AIM OF THE EXERCISE:
Repeat the entire listing exactly as written.

AVAILABLE DATA:
++++++++++
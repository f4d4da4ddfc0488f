pub mod certificate;
pub mod event;
pub mod ngo;
pub mod platform_settings;
pub mod registration;
pub mod user;
pub mod volunteer_profile;

/// Raised when a status column holds a value outside the known set.
#[derive(Debug, thiserror::Error)]
#[error("unknown {kind} value: {value}")]
pub struct UnknownVariant {
    pub kind: &'static str,
    pub value: String,
}

/// Splits a comma-joined free-text field into its trimmed, non-empty parts.
///
/// Skills, interests and focus areas are stored exactly as typed; this is only
/// applied when a record is rendered.
pub fn split_comma_list(raw: &str) -> Vec<String> {
    raw.split(',')
        .map(str::trim)
        .filter(|s| !s.is_empty())
        .map(str::to_string)
        .collect()
}

#[cfg(test)]
mod tests {
    use super::*;

    #[test]
    fn split_comma_list_trims_and_drops_empties() {
        let parts = split_comma_list(" Teaching, First Aid ,, Communication,");
        assert_eq!(parts, vec!["Teaching", "First Aid", "Communication"]);
    }

    #[test]
    fn split_comma_list_keeps_duplicates() {
        assert_eq!(split_comma_list("a,a"), vec!["a", "a"]);
        assert!(split_comma_list("   ").is_empty());
    }
}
++++++++++
ANSWER SPACE:
repository f4d4da4ddfc0488f
pub mod certificate;
pub mod event;
pub mod ngo;
pub mod platform_settings;
pub mod registration;
pub mod user;
pub mod volunteer_profile;

/// Raised when a status column holds a value outside the known set.
#[derive(Debug, thiserror::Error)]
#[error("unknown {kind} value: {value}")]
pub struct UnknownVariant {
    pub kind: &'static str,
    pub value: String,
}

/// Splits a comma-joined free-text field into its trimmed, non-empty parts.
///
/// Skills, interests and focus areas are stored exactly as typed; this is only
/// applied when a record is rendered.
pub fn split_comma_list(raw: &str) -> Vec<String> {
    raw.split(',')
        .map(str::trim)
        .filter(|s| !s.is_empty())
        .map(str::to_string)
        .collect()
}

#[cfg(test)]
mod tests {
    use super::*;

    #[test]
    fn split_comma_list_trims_and_drops_empties() {
        let parts = split_comma_list(" Teaching, First Aid ,, Communication,");
        assert_eq!(parts, vec!["Teaching", "First Aid", "Communication"]);
    }

    #[test]
    fn split_comma_list_keeps_duplicates() {
        assert_eq!(split_comma_list("a,a"), vec!["a", "a"]);
        assert!(split_comma_list("   ").is_empty());
    }
}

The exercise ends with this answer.